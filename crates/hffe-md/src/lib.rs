//! hffe-md
//!
//! Market-data plumbing around the pure statistics in `hffe-stats`:
//! headerless CSV loaders for price and option quote series, and the
//! liquidity screen applied to option quotes.

pub mod ingest_csv;
pub mod liquidity;

use std::path::Path;

use anyhow::Context;
use hffe_stats::{JumpThreshold, Stock, StockSource};
use tracing::debug;

pub use ingest_csv::{
    parse_prices_csv_file, parse_prices_csv_str, parse_quotes_csv_file, parse_quotes_csv_str,
    CsvIngestError, PriceColumns,
};
pub use liquidity::{
    assert_single_option_type, is_put, prices_not_stale, zero_ask_ok, zero_bid_ok,
    LiquidityChecker, LiquidityCondition, LiquidityError, LiquidityFailure, LiquidityVerdict,
    OptionKind, OptionQuotes, QuoteSeries,
};

/// Load a `date,time,price` CSV and run the full analysis on it.
pub fn load_stock(path: &Path, threshold: JumpThreshold) -> anyhow::Result<Stock> {
    let cols = parse_prices_csv_file(path)
        .with_context(|| format!("load price series '{}'", path.display()))?;
    debug!(path = %path.display(), rows = cols.len(), "loaded price series");

    let stock = Stock::with_threshold(&cols.prices, &cols.dates, Some(&cols.times[..]), threshold)
        .with_context(|| format!("analyze price series '{}'", path.display()))?;
    Ok(stock.with_source(StockSource::Csv(path.to_path_buf())))
}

....................

## Required work
Produce a verbatim copy of each record above.

## Exercise result
filename crates/hffe-md/src/lib.rs
//! hffe-md
//!
//! Market-data plumbing around the pure statistics in `hffe-stats`:
//! headerless CSV loaders for price and option quote series, and the
//! liquidity screen applied to option quotes.

pub mod ingest_csv;
pub mod liquidity;

use std::path::Path;

use anyhow::Context;
use hffe_stats::{JumpThreshold, Stock, StockSource};
use tracing::debug;

pub use ingest_csv::{
    parse_prices_csv_file, parse_prices_csv_str, parse_quotes_csv_file, parse_quotes_csv_str,
    CsvIngestError, PriceColumns,
};
pub use liquidity::{
    assert_single_option_type, is_put, prices_not_stale, zero_ask_ok, zero_bid_ok,
    LiquidityChecker, LiquidityCondition, LiquidityError, LiquidityFailure, LiquidityVerdict,
    OptionKind, OptionQuotes, QuoteSeries,
};

/// Load a `date,time,price` CSV and run the full analysis on it.
pub fn load_stock(path: &Path, threshold: JumpThreshold) -> anyhow::Result<Stock> {
    let cols = parse_prices_csv_file(path)
        .with_context(|| format!("load price series '{}'", path.display()))?;
    debug!(path = %path.display(), rows = cols.len(), "loaded price series");

    let stock = Stock::with_threshold(&cols.prices, &cols.dates, Some(&cols.times[..]), threshold)
        .with_context(|| format!("analyze price series '{}'", path.display()))?;
    Ok(stock.with_source(StockSource::Csv(path.to_path_buf())))
}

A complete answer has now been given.